CDR Tickets

Issue Number 2441
Summary Schema validation packages
Created 2008-01-08 19:27:43
Issue Type Improvement
Submitted By Kline, Bob (NIH/NCI) [C]
Assigned To alan
Status Closed
Resolved 2013-07-11 19:04:19
Resolution Won't Fix
Path /home/bkline/backups/jira/ocecdr/issue.106769
Description

BZISSUE::3818
BZDATETIME::2008-01-08 19:27:43
BZCREATOR::Bob Kline
BZASSIGNEE::Alan Meyer
BZQACONTACT::Lakshmi Grama

Please take a look at the available options for replacing our home-grown schema validation software with an off-the-shelf solution.

Comment entered 2008-01-11 00:50:54 by alan

BZDATETIME::2008-01-11 00:50:54
BZCOMMENTOR::Alan Meyer
BZCOMMENT::1

The first thing I did, before looking at any schema validation
packages, was to take a quick look at alternative methods of
validation.

Some alternatives to schema that have been proposed are:

Schematron.
Trex (now part of Relax NG).
Relax NG (REgular LAnguage description for Xml - New
Generation.)
Examplotron.

I saw no indication that any of these are going anywhere. A
couple of them had some sort of attempted commercial
implementation, but it's not clear if these are actively marketed
or supported or that anyone is using them.

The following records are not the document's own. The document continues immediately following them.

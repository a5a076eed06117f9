//! `vbm check`: decode a model and run semantic validation.

use std::io::Write;
use std::path::Path;

use anyhow::{Context, Result};
use vbm::ModelSummary;

/// Decodes and validates `input`; returns its summary on success.
pub fn run(input: &Path, out: &mut dyn Write) -> Result<ModelSummary> {
    let (bytes, from, model) = super::load(input)?;
    vbm::validate_model(&model).with_context(|| format!("validating {}", input.display()))?;

    let summary = ModelSummary::of(&model);
    writeln!(
        out,
        "{}: ok ({from} v{}, {} bytes): {} types, {} somas, {} fields, {} synapses, {} gap junctions",
        input.display(),
        summary.version,
        bytes.len(),
        summary.types,
        summary.somas,
        summary.fields(),
        summary.synapses,
        summary.gap_junctions
    )?;
    Ok(summary)
}
//! `vbm convert`: binary to text or text to binary.

use std::fs;
use std::io::Write;
use std::path::{Path, PathBuf};

use anyhow::{Context, Result};
use vbm::{ConvertOptions, Representation};

/// Output path next to the input: `converted_binary_<stem>.vbm` or
/// `converted_text_<stem>.txt`.
pub fn default_output_path(input: &Path, to: Representation) -> PathBuf {
    let stem = input
        .file_stem()
        .map(|s| s.to_string_lossy().into_owned())
        .unwrap_or_default();
    let name = match to {
        Representation::Binary => format!("converted_binary_{stem}.vbm"),
        Representation::Text => format!("converted_text_{stem}.txt"),
    };
    input.with_file_name(name)
}

/// Converts `input` and writes the result; returns the output path.
pub fn run(
    input: &Path,
    output: Option<&Path>,
    options: &ConvertOptions,
    out: &mut dyn Write,
) -> Result<PathBuf> {
    let bytes = fs::read(input).with_context(|| format!("reading {}", input.display()))?;
    let from = Representation::detect(&bytes);
    let to = from.opposite();

    let converted = vbm::convert(&bytes, from, options)
        .with_context(|| format!("converting {} from {from}", input.display()))?;

    let output = output
        .map(Path::to_path_buf)
        .unwrap_or_else(|| default_output_path(input, to));
    fs::write(&output, &converted).with_context(|| format!("writing {}", output.display()))?;

    writeln!(
        out,
        "{} ({from}) -> {} ({to}, {} bytes)",
        input.display(),
        output.display(),
        converted.len()
    )?;
    Ok(output)
}
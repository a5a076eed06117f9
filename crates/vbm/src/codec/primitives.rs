//! Primitive encoding/decoding for the binary model format.
//!
//! Wraps the VarUint/VarInt codecs together with the fixed-width byte and
//! NUL-terminated string fields the record layout is built from.

use std::borrow::Cow;

use tracing::warn;

use crate::codec::varint::{decode_varint, encode_varint};
use crate::codec::varuint::{decode_varuint, encode_varuint};
use crate::error::{DecodeError, EncodeError};

// =============================================================================
// DECODING
// =============================================================================

/// Reader for decoding binary data.
///
/// Wraps a byte slice and provides methods for reading primitives
/// with bounds checking and error handling.
#[derive(Debug, Clone)]
pub struct Reader<'a> {
    data: &'a [u8],
    pos: usize,
}

impl<'a> Reader<'a> {
    /// Creates a new reader from a byte slice.
    pub fn new(data: &'a [u8]) -> Self {
        Self { data, pos: 0 }
    }

    /// Returns the current position in the data.
    pub fn position(&self) -> usize {
        self.pos
    }

    /// Returns the remaining bytes.
    pub fn remaining(&self) -> &'a [u8] {
        &self.data[self.pos..]
    }

    /// Returns the number of remaining bytes.
    pub fn remaining_len(&self) -> usize {
        self.data.len() - self.pos
    }

    /// Returns true if all data has been consumed.
    pub fn is_empty(&self) -> bool {
        self.pos >= self.data.len()
    }

    /// Reads a single byte.
    #[inline]
    pub fn read_byte(&mut self, context: &'static str) -> Result<u8, DecodeError> {
        let byte = *self
            .data
            .get(self.pos)
            .ok_or(DecodeError::UnexpectedEof { context })?;
        self.pos += 1;
        Ok(byte)
    }

    /// Reads exactly n bytes.
    #[inline]
    pub fn read_bytes(&mut self, n: usize, context: &'static str) -> Result<&'a [u8], DecodeError> {
        if n > self.remaining_len() {
            return Err(DecodeError::UnexpectedEof { context });
        }
        let bytes = &self.data[self.pos..self.pos + n];
        self.pos += n;
        Ok(bytes)
    }

    /// Reads a one-byte flag that must be 0 or 1.
    pub fn read_bool(&mut self, context: &'static str) -> Result<bool, DecodeError> {
        match self.read_byte(context)? {
            0 => Ok(false),
            1 => Ok(true),
            value => Err(DecodeError::InvalidBool { value }),
        }
    }

    /// Reads an unsigned prefix-length integer.
    #[inline]
    pub fn read_varuint(&mut self, context: &'static str) -> Result<u64, DecodeError> {
        let (value, len) = decode_varuint(self.remaining(), context)?;
        self.pos += len;
        Ok(value)
    }

    /// Reads a signed sign-magnitude integer.
    #[inline]
    pub fn read_varint(&mut self, context: &'static str) -> Result<i32, DecodeError> {
        let (value, len) = decode_varint(self.remaining(), context)?;
        self.pos += len;
        Ok(value)
    }

    /// Reads a VarUint record count and checks it against `max`.
    pub fn read_count(&mut self, max: usize, field: &'static str) -> Result<usize, DecodeError> {
        let len = self.read_varuint(field)?;
        match usize::try_from(len) {
            Ok(count) if count <= max => Ok(count),
            _ => Err(DecodeError::LengthExceedsLimit { field, len, max }),
        }
    }

    /// Reads a NUL-terminated string (the NUL is consumed, not returned).
    ///
    /// The bytes are not required to be UTF-8; invalid sequences become
    /// U+FFFD.
    pub fn read_cstring(&mut self, max_len: usize, field: &'static str) -> Result<String, DecodeError> {
        let rest = self.remaining();
        let len = rest
            .iter()
            .position(|&b| b == 0)
            .ok_or(DecodeError::UnexpectedEof { context: field })?;
        if len > max_len {
            return Err(DecodeError::LengthExceedsLimit {
                field,
                len: len as u64,
                max: max_len,
            });
        }
        let bytes = &rest[..len];
        self.pos += len + 1;
        let text = String::from_utf8_lossy(bytes);
        if let Cow::Owned(_) = text {
            warn!(field, "replaced invalid UTF-8 in string");
        }
        Ok(text.into_owned())
    }
}

// =============================================================================
// ENCODING
// =============================================================================

/// Writer for encoding binary data.
#[derive(Debug, Clone, Default)]
pub struct Writer {
    buf: Vec<u8>,
}

impl Writer {
    /// Creates a new writer.
    pub fn new() -> Self {
        Self { buf: Vec::new() }
    }

    /// Creates a new writer with capacity.
    pub fn with_capacity(capacity: usize) -> Self {
        Self {
            buf: Vec::with_capacity(capacity),
        }
    }

    /// Returns the written bytes.
    pub fn into_bytes(self) -> Vec<u8> {
        self.buf
    }

    /// Returns a reference to the written bytes.
    pub fn as_bytes(&self) -> &[u8] {
        &self.buf
    }

    /// Returns the number of bytes written.
    pub fn len(&self) -> usize {
        self.buf.len()
    }

    /// Returns true if no bytes have been written.
    pub fn is_empty(&self) -> bool {
        self.buf.is_empty()
    }

    /// Writes a single byte.
    #[inline]
    pub fn write_byte(&mut self, byte: u8) {
        self.buf.push(byte);
    }

    /// Writes raw bytes.
    #[inline]
    pub fn write_bytes(&mut self, bytes: &[u8]) {
        self.buf.extend_from_slice(bytes);
    }

    /// Writes a one-byte flag.
    pub fn write_bool(&mut self, value: bool) {
        self.buf.push(u8::from(value));
    }

    /// Writes an unsigned prefix-length integer.
    #[inline]
    pub fn write_varuint(&mut self, value: u64) -> Result<(), EncodeError> {
        encode_varuint(value, &mut self.buf)
    }

    /// Writes a signed sign-magnitude integer.
    #[inline]
    pub fn write_varint(&mut self, value: i32) -> Result<(), EncodeError> {
        encode_varint(value, &mut self.buf)
    }

    /// Writes a record count as a VarUint.
    pub fn write_count(&mut self, count: usize) -> Result<(), EncodeError> {
        self.write_varuint(count as u64)
    }

    /// Writes a NUL-terminated string.
    pub fn write_cstring(&mut self, s: &str) -> Result<(), EncodeError> {
        if s.as_bytes().contains(&0) {
            return Err(EncodeError::CommentContainsNul);
        }
        self.buf.extend_from_slice(s.as_bytes());
        self.buf.push(0);
        Ok(())
    }
}
//! Binary encoding/decoding for brain model files.
//!
//! Layered bottom-up: the two prefix-length integer codecs, a byte
//! reader/writer built on them, per-record layouts, and the whole-file
//! layout.

pub mod model;
pub mod primitives;
pub mod record;
pub mod varint;
pub mod varuint;

pub use model::{decode_model, encode_model, encode_model_with_options, is_supported_version, EncodeOptions};
pub use primitives::{Reader, Writer};
pub use varint::{decode_varint, encode_varint, varint_len};
pub use varuint::{decode_varuint, encode_varuint, varuint_len};
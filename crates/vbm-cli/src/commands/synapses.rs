//! `vbm synapses`: histograms of synapse counts between two soma types.

use std::io::Write;
use std::path::Path;

use anyhow::{bail, Context, Result};
use vbm::summary::SideCounts;
use vbm::{synapse_histogram, Side};

/// Which somas to list after the histograms.
#[derive(Debug, Clone, Copy, PartialEq, Eq)]
pub struct Listing {
    pub which: char,
    pub min: usize,
    pub max: usize,
    /// 0 for no limit.
    pub limit: usize,
}

fn percent(part: usize, whole: usize) -> f64 {
    if whole == 0 {
        0.0
    } else {
        part as f64 / whole as f64 * 100.0
    }
}

fn write_side(out: &mut dyn Write, side: &SideCounts, axonal: char, dendritic: char) -> Result<()> {
    let letter = side.soma_type.as_char().to_ascii_uppercase();
    writeln!(
        out,
        "{axonal}-to-{dendritic} synapse counts for the {} {letter} somas:",
        side.somas()
    )?;
    writeln!(out, "#{axonal}to{dendritic}\t#{letter}\t%{letter}")?;
    for (count, somas) in side.histogram().into_iter().enumerate() {
        // Shortest round-trip form, so whole percentages keep their `.0`.
        writeln!(out, "{count}\t{somas}\t{:?}%", percent(somas, side.somas()))?;
    }
    writeln!(out, "Average synapse count is {:.2}", side.average())?;
    Ok(())
}

pub fn run(
    input: &Path,
    axonal: char,
    dendritic: char,
    listing: Option<Listing>,
    out: &mut dyn Write,
) -> Result<()> {
    let (_, _, model) = super::load(input)?;
    let histogram = synapse_histogram(&model, axonal, dendritic)
        .with_context(|| format!("counting synapses in {}", input.display()))?;

    let axonal = axonal.to_ascii_uppercase();
    let dendritic = dendritic.to_ascii_uppercase();

    writeln!(out, "Model file: {}", input.display())?;
    writeln!(
        out,
        "Got {} {axonal} somas and {} {dendritic} somas",
        histogram.axonal.somas(),
        histogram.dendritic.somas()
    )?;
    writeln!(out, "Got {} {axonal}-to-{dendritic} synapses", histogram.synapses)?;
    writeln!(out)?;
    write_side(out, &histogram.axonal, axonal, dendritic)?;
    writeln!(out)?;
    write_side(out, &histogram.dendritic, axonal, dendritic)?;

    let Some(listing) = listing else {
        return Ok(());
    };
    let which = listing.which.to_ascii_uppercase();
    let side = if which == axonal {
        Side::Axonal
    } else if which == dendritic {
        Side::Dendritic
    } else {
        bail!("--which {which} must be {axonal} or {dendritic}");
    };

    writeln!(out)?;
    let limit_note = if listing.limit > 0 {
        format!(" (limit {})", listing.limit)
    } else {
        String::new()
    };
    writeln!(
        out,
        "{which} somas with between {} and {} {axonal}-to-{dendritic} synapses{limit_note}:",
        listing.min, listing.max
    )?;
    writeln!(out, "id\t#{axonal}to{dendritic}")?;
    let somas = histogram.somas_between(side, listing.min, listing.max, listing.limit);
    for (id, count) in &somas {
        writeln!(out, "{id}\t{count}")?;
    }
    if listing.limit > 0 && somas.len() >= listing.limit {
        writeln!(out, "LIMIT {} REACHED", listing.limit)?;
    } else {
        writeln!(out, "ALL {}", somas.len())?;
    }
    Ok(())
}

#[cfg(test)]
mod tests {
    use super::*;
    use std::fs;
    use vbm::{ModelBuilder, SomaType};

    fn write_model(dir: &Path) -> std::path::PathBuf {
        let model = ModelBuilder::new()
            .soma_types([b'N', b'P'].into_iter().filter_map(SomaType::new))
            .bare_soma(0, 1, [0, 0, 0])
            .bare_soma(0, 2, [0, 0, 0])
            .bare_soma(1, 10, [0, 0, 0])
            .synapse(1, 1, 10, [0, 0, 0])
            .synapse(2, 1, 10, [0, 0, 0])
            .build();
        let path = dir.join("model.vbm");
        fs::write(&path, vbm::encode_model(&model).unwrap()).unwrap();
        path
    }

    #[test]
    fn test_histogram_report() {
        let dir = tempfile::tempdir().unwrap();
        let path = write_model(dir.path());

        let mut out = Vec::new();
        run(&path, 'n', 'p', None, &mut out).unwrap();
        let out = String::from_utf8(out).unwrap();
        assert!(out.contains("Got 2 N somas and 1 P somas"));
        assert!(out.contains("Got 2 N-to-P synapses"));
        assert!(out.contains("#NtoP\t#N\t%N\n0\t1\t50.0%\n1\t0\t0.0%\n2\t1\t50.0%\n"));
        assert!(out.contains("#NtoP\t#P\t%P\n0\t0\t0.0%\n1\t0\t0.0%\n2\t1\t100.0%\n"));
        assert!(out.contains("Average synapse count is 1.00"));
        assert!(out.contains("Average synapse count is 2.00"));
        assert!(!out.contains("somas with between"));
    }

    #[test]
    fn test_listing() {
        let dir = tempfile::tempdir().unwrap();
        let path = write_model(dir.path());

        let listing = Listing {
            which: 'N',
            min: 0,
            max: 0,
            limit: 0,
        };
        let mut out = Vec::new();
        run(&path, 'N', 'P', Some(listing), &mut out).unwrap();
        let out = String::from_utf8(out).unwrap();
        assert!(out.contains("N somas with between 0 and 0 N-to-P synapses:\nid\t#NtoP\n2\t0\nALL 1\n"));

        let listing = Listing {
            which: 'n',
            min: 0,
            max: 5,
            limit: 1,
        };
        let mut out = Vec::new();
        run(&path, 'N', 'P', Some(listing), &mut out).unwrap();
        let out = String::from_utf8(out).unwrap();
        assert!(out.contains("(limit 1):\nid\t#NtoP\n1\t2\nLIMIT 1 REACHED\n"));
    }

    #[test]
    fn test_bad_letters() {
        let dir = tempfile::tempdir().unwrap();
        let path = write_model(dir.path());

        let err = run(&path, 'N', 'Z', None, &mut Vec::new()).unwrap_err();
        assert!(format!("{err:#}").contains("type letter 'Z'"));

        let listing = Listing {
            which: 'M',
            min: 0,
            max: 1,
            limit: 0,
        };
        let err = run(&path, 'N', 'P', Some(listing), &mut Vec::new()).unwrap_err();
        assert!(err.to_string().contains("--which M"));
    }
}
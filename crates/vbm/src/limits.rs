//! Format constants and decoding limits.
//!
//! Counts read from untrusted input are checked against these limits
//! before any allocation is sized from them.

/// Binary model file signature (`"\aRJV\xF7"`).
pub const MAGIC: &[u8; 5] = b"\x07RJV\xF7";

/// Oldest binary format version this crate reads.
pub const MIN_FORMAT_VERSION: u8 = 1;

/// Newest binary format version this crate reads and writes.
pub const FORMAT_VERSION: u8 = 2;

/// First version that carries the total field count after the soma count.
pub const FIELD_COUNT_VERSION: u8 = 2;

/// The type table count is a single byte.
pub const MAX_TYPES: usize = u8::MAX as usize;

/// Maximum number of somas in one model.
pub const MAX_SOMAS: usize = 1 << 28;

/// Maximum number of axonal (or dendritic) fields on one soma.
pub const MAX_FIELDS_PER_SOMA: usize = 1 << 16;

/// Maximum number of synapses in one model.
pub const MAX_SYNAPSES: usize = 1 << 30;

/// Maximum number of gap junctions in one model.
pub const MAX_GAP_JUNCTIONS: usize = 1 << 28;

/// Maximum comment length in bytes.
pub const MAX_COMMENT_LEN: usize = 1 << 20;

/// Values at or above this bound cannot use the 8-byte VarUint tier
/// without their high bits merging into the tier prefix.
pub const VARUINT_SAFE_BOUND: u64 = 1 << 56;

/// Declared upper bound of the 8-byte VarUint tier.
pub const VARUINT_TIER8_BOUND: u64 = 1 << 60;

/// VarInt magnitudes must stay below this bound (31 bits plus sign).
pub const VARINT_MAGNITUDE_BOUND: u64 = 1 << 31;
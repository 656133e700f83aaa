#![forbid(unsafe_code)]

use std::io::Write;
use std::sync::{Arc, Mutex};

use juicebot_core::mock::{game_server, MockSource};
use juicebot_core::prelude::*;
use juicebot_core::{ServerError, SourceError, ToggleOutcome, DISPLAY_NAME_KEY, MARKER_KEY};

fn who(guild: &str) -> Requester { Requester::new(guild, "42") }

fn minecraft() -> Workload { game_server("games", "minecraft", WorkloadKind::Deployment, Some("100, 200")) }

fn registry(workloads: Vec<Workload>) -> GameServers<MockSource> { GameServers::new(MockSource::new(workloads), "games") }

#[tokio::test]
async fn start_scales_to_one() {
    let gs = registry(vec![minecraft()]);
    let res = gs.set_desired_state("games", "minecraft", &who("100"), TargetState::Running).await.unwrap();
    assert_eq!(res.outcome, ToggleOutcome::Started);
    assert_eq!(res.server, "games/minecraft");
    let updates = gs.source().updates();
    assert_eq!(updates.len(), 1);
    assert_eq!(updates[0].0.name, "minecraft");
    assert_eq!(updates[0].0.kind, WorkloadKind::Deployment);
    assert_eq!(updates[0].1, 1);
}

#[tokio::test]
async fn unauthorized_guild_gets_not_found_and_no_update() {
    let gs = registry(vec![minecraft()]);
    let res = gs.set_desired_state("games", "minecraft", &who("300"), TargetState::Running).await.unwrap();
    assert_eq!(res.outcome, ToggleOutcome::NotFoundOrForbidden);
    assert!(gs.source().updates().is_empty());
    assert_eq!(gs.source().workload("games", "minecraft").unwrap().desired_replicas, 0);
}

#[tokio::test]
async fn foreign_namespace_never_reaches_source() {
    let gs = registry(vec![minecraft()]);
    for target in [TargetState::Running, TargetState::Stopped] {
        let res = gs.set_desired_state("other", "minecraft", &who("100"), target).await.unwrap();
        assert_eq!(res.outcome, ToggleOutcome::NotFoundOrForbidden);
    }
    assert_eq!(gs.source().calls(), 0);
}

#[tokio::test]
async fn malformed_id_never_reaches_source() {
    let gs = registry(vec![minecraft()]);
    for raw in ["minecraft", "games/minecraft/extra", "/minecraft", "games/"] {
        let res = gs.toggle(raw, &who("100"), TargetState::Running).await.unwrap();
        assert_eq!(res.outcome, ToggleOutcome::NotFoundOrForbidden, "{raw}");
    }
    assert_eq!(gs.source().calls(), 0);
}

#[tokio::test]
async fn malformed_name_never_reaches_source() {
    let gs = registry(vec![minecraft()]);
    for name in ["", "a/b", "games/minecraft"] {
        let res = gs.set_desired_state("games", name, &who("100"), TargetState::Running).await.unwrap();
        assert_eq!(res.outcome, ToggleOutcome::NotFoundOrForbidden, "{name:?}");
    }
    assert_eq!(gs.source().calls(), 0);
    assert!(gs.source().updates().is_empty());
}

/// Shared log buffer for asserting on emitted events.
#[derive(Clone, Default)]
struct Captured(Arc<Mutex<Vec<u8>>>);

impl Write for Captured {
    fn write(&mut self, buf: &[u8]) -> std::io::Result<usize> {
        self.0.lock().unwrap().extend_from_slice(buf);
        Ok(buf.len())
    }
    fn flush(&mut self) -> std::io::Result<()> { Ok(()) }
}

impl Captured {
    fn audit_lines(&self) -> Vec<String> {
        let text = String::from_utf8(self.0.lock().unwrap().clone()).unwrap();
        text.lines().filter(|l| l.contains("juicebot::audit")).map(str::to_string).collect()
    }
}

fn capture() -> (Captured, tracing::subscriber::DefaultGuard) {
    let buf = Captured::default();
    let writer = buf.clone();
    let subscriber = tracing_subscriber::fmt()
        .with_writer(move || writer.clone())
        .with_ansi(false)
        .with_target(true)
        .with_max_level(tracing::Level::TRACE)
        .finish();
    (buf, tracing::subscriber::set_default(subscriber))
}

#[tokio::test]
async fn unauthorized_access_is_audited() {
    let (logs, _guard) = capture();
    let gs = registry(vec![minecraft()]);
    gs.set_desired_state("games", "minecraft", &who("300"), TargetState::Running).await.unwrap();
    let lines = logs.audit_lines();
    assert_eq!(lines.len(), 1, "{lines:?}");
    let line = &lines[0];
    assert!(line.contains("WARN"), "{line}");
    assert!(line.contains("server=games/minecraft"), "{line}");
    assert!(line.contains("user=42"), "{line}");
    assert!(line.contains("guild=300"), "{line}");
    assert!(line.contains("kind=Deployment"), "{line}");
}

#[tokio::test]
async fn authorized_access_is_not_audited() {
    let (logs, _guard) = capture();
    let gs = registry(vec![minecraft()]);
    let res = gs.set_desired_state("games", "minecraft", &who("100"), TargetState::Running).await.unwrap();
    assert_eq!(res.outcome, ToggleOutcome::Started);
    gs.set_desired_state("games", "minecraft", &who("200"), TargetState::Running).await.unwrap();
    gs.set_desired_state("games", "absent", &who("100"), TargetState::Running).await.unwrap();
    assert!(logs.audit_lines().is_empty());
}

#[tokio::test]
async fn stop_twice_is_idempotent() {
    let mut w = minecraft();
    w.desired_replicas = 1;
    w.ready_replicas = 1;
    let gs = registry(vec![w]);
    let first = gs.toggle("games/minecraft", &who("200"), TargetState::Stopped).await.unwrap();
    assert_eq!(first.outcome, ToggleOutcome::Stopped);
    assert_eq!(gs.source().updates().len(), 1);
    let second = gs.toggle("games/minecraft", &who("200"), TargetState::Stopped).await.unwrap();
    assert_eq!(second.outcome, ToggleOutcome::AlreadyInState);
    assert_eq!(gs.source().updates().len(), 1);
}

#[tokio::test]
async fn scaled_up_server_counts_as_running() {
    let mut w = minecraft();
    w.desired_replicas = 3;
    let gs = registry(vec![w]);
    let res = gs.toggle("games/minecraft", &who("100"), TargetState::Running).await.unwrap();
    assert_eq!(res.outcome, ToggleOutcome::AlreadyInState);
    assert!(gs.source().updates().is_empty());
}

#[tokio::test]
async fn missing_and_forbidden_are_indistinguishable() {
    let absent = registry(vec![]);
    let forbidden = registry(vec![game_server("games", "other-guilds-server", WorkloadKind::StatefulSet, Some("999"))]);
    for target in [TargetState::Running, TargetState::Stopped] {
        let a = absent.toggle("games/other-guilds-server", &who("100"), target).await.unwrap();
        let b = forbidden.toggle("games/other-guilds-server", &who("100"), target).await.unwrap();
        assert_eq!(a, b);
        assert_eq!(a.outcome, ToggleOutcome::NotFoundOrForbidden);
        assert_eq!(format!("{a:?}"), format!("{b:?}"));
    }
    let missing = absent.toggle("games/missing", &who("100"), TargetState::Running).await.unwrap();
    assert_eq!(missing.outcome, ToggleOutcome::NotFoundOrForbidden);
    assert!(forbidden.source().updates().is_empty());
}

#[tokio::test]
async fn unmarked_workload_is_forbidden_even_with_guild_list() {
    let mut w = minecraft();
    w.access_control.remove(MARKER_KEY);
    let gs = registry(vec![w]);
    let res = gs.toggle("games/minecraft", &who("100"), TargetState::Running).await.unwrap();
    assert_eq!(res.outcome, ToggleOutcome::NotFoundOrForbidden);
    assert!(gs.source().updates().is_empty());
}

#[tokio::test]
async fn falls_back_to_statefulset() {
    let gs = registry(vec![game_server("games", "valheim", WorkloadKind::StatefulSet, Some("100"))]);
    let res = gs.toggle("games/valheim", &who("100"), TargetState::Running).await.unwrap();
    assert_eq!(res.outcome, ToggleOutcome::Started);
    // Deployment miss, StatefulSet hit, update.
    assert_eq!(gs.source().calls(), 3);
    assert_eq!(gs.source().updates()[0].0.kind, WorkloadKind::StatefulSet);
}

#[tokio::test]
async fn update_failure_propagates() {
    let gs = registry(vec![minecraft()]);
    gs.source().fail_updates_with(SourceError::Conflict("resourceVersion mismatch".into()));
    let err = gs.toggle("games/minecraft", &who("100"), TargetState::Running).await.unwrap_err();
    assert!(matches!(err, ServerError::Conflict(_)));
}

#[tokio::test]
async fn lookup_failure_propagates() {
    let gs = registry(vec![minecraft()]);
    gs.source().fail_with(SourceError::Unavailable("connection refused".into()));
    let err = gs.toggle("games/minecraft", &who("100"), TargetState::Running).await.unwrap_err();
    assert_eq!(err, ServerError::Unavailable("connection refused".into()));
}

#[tokio::test]
async fn list_keeps_only_authorized_in_source_order() {
    let mut fancy = game_server("games", "factorio", WorkloadKind::Deployment, Some(" 100 "));
    fancy.display_name = Some("Factorio".into());
    fancy.access_control.insert(DISPLAY_NAME_KEY.into(), "Factorio".into());
    fancy.desired_replicas = 1;
    fancy.ready_replicas = 1;
    let workloads = vec![
        game_server("games", "minecraft", WorkloadKind::Deployment, Some("200")),
        fancy,
        game_server("games", "terraria", WorkloadKind::Deployment, None),
        game_server("games", "valheim", WorkloadKind::StatefulSet, Some("300,100")),
        game_server("games", "rust", WorkloadKind::StatefulSet, Some("1000")),
    ];
    let gs = registry(workloads);
    let res = gs.list("100").await.unwrap();
    let names: Vec<_> = res.servers.iter().map(|s| s.name.as_str()).collect();
    assert_eq!(names, vec!["factorio", "valheim"]);
    assert_eq!(res.servers[0].display_name, "Factorio");
    assert!(res.servers[0].running);
    assert_eq!((res.servers[0].ready_replicas, res.servers[0].desired_replicas), (1, 1));
    assert_eq!(res.servers[1].display_name, "valheim");
    assert!(!res.servers[1].running);
}

#[tokio::test]
async fn list_ignores_other_namespaces_and_unmarked() {
    let mut unmarked = game_server("games", "secret", WorkloadKind::Deployment, Some("100"));
    unmarked.access_control.remove(MARKER_KEY);
    let gs = registry(vec![game_server("default", "minecraft", WorkloadKind::Deployment, Some("100")), unmarked]);
    let res = gs.list("100").await.unwrap();
    assert!(res.is_empty());
}

#[tokio::test]
async fn list_failure_is_an_error_not_empty() {
    let gs = registry(vec![minecraft()]);
    gs.source().fail_with(SourceError::Unavailable("timeout".into()));
    assert!(gs.list("100").await.is_err());
}
//! Random callout replies.

use rand::seq::IndexedRandom;
use rand::Rng;

use crate::config::CalloutConfig;

/// Roll for a callout on a message in `guild_id`. `None` when the guild is not
/// enabled, callouts are disabled, or the 1-in-`chance` roll misses.
pub fn pick<'a, R: Rng>(cfg: &'a CalloutConfig, guild_id: &str, rng: &mut R) -> Option<&'a str> {
    if cfg.chance == 0 || cfg.messages.is_empty() || !cfg.guilds.iter().any(|g| g == guild_id) {
        return None;
    }
    if rng.random_range(0..cfg.chance) != 0 {
        return None;
    }
    cfg.messages.choose(rng).map(String::as_str)
}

It doesn't look to me like there would be any benefit in pursuing
them. I'll confine my further investigation to schema validation
only.

Comment entered 2008-01-11 00:52:46 by alan

BZDATETIME::2008-01-11 00:52:46
BZCOMMENTOR::Alan Meyer
BZCOMMENT::2

The next thing I think I need to do is to develop a list of
requirements and desirable features in a schema validator. We
need to know what we're looking for before we can say that one
package is better than another.

Comment entered 2008-01-18 01:00:17 by alan

BZDATETIME::2008-01-18 01:00:17
BZCOMMENTOR::Alan Meyer
BZCOMMENT::3

The most promising off the shelf validator I have found so
far is sold by Intel. It looks superficially similar to the
validator in the Java SDK. It costs $5,000 per server plus
$1,250 per year. The cost doesn't seem justified to me unless
it has significant advantages over our home grown program -
which remains to be seen.

I've downloaded an evaluation copy, good for 30 days, and will
try to work with it.

Bob suggested checking the Apache / Jakarta / Xerces projects
for validators - which I will do.

Comment entered 2008-01-23 00:23:17 by alan

BZDATETIME::2008-01-23 00:23:17
BZCOMMENTOR::Alan Meyer
BZCOMMENT::4

I spent a half hour or so today with Bryan Pizzillo looking at
the schema validatator in C#. It looks flexible and powerful.
It does not appear to be based on the MSXML ActiveX control
distributed with Internet Explorer - which also has schema
validation built in.

It looks like there would be a steep learning and experimentation
curve to climb if we want to invoke the C# validator from our
server written in native C++.

To begin with, it's not easy to get information on how to do
this. I have pursued a number of leads on the net only to
discover that the "unmanaged C++" in the author's example was
still written to generate .NET common language runtime
"intermediate language", not native Windows executable code.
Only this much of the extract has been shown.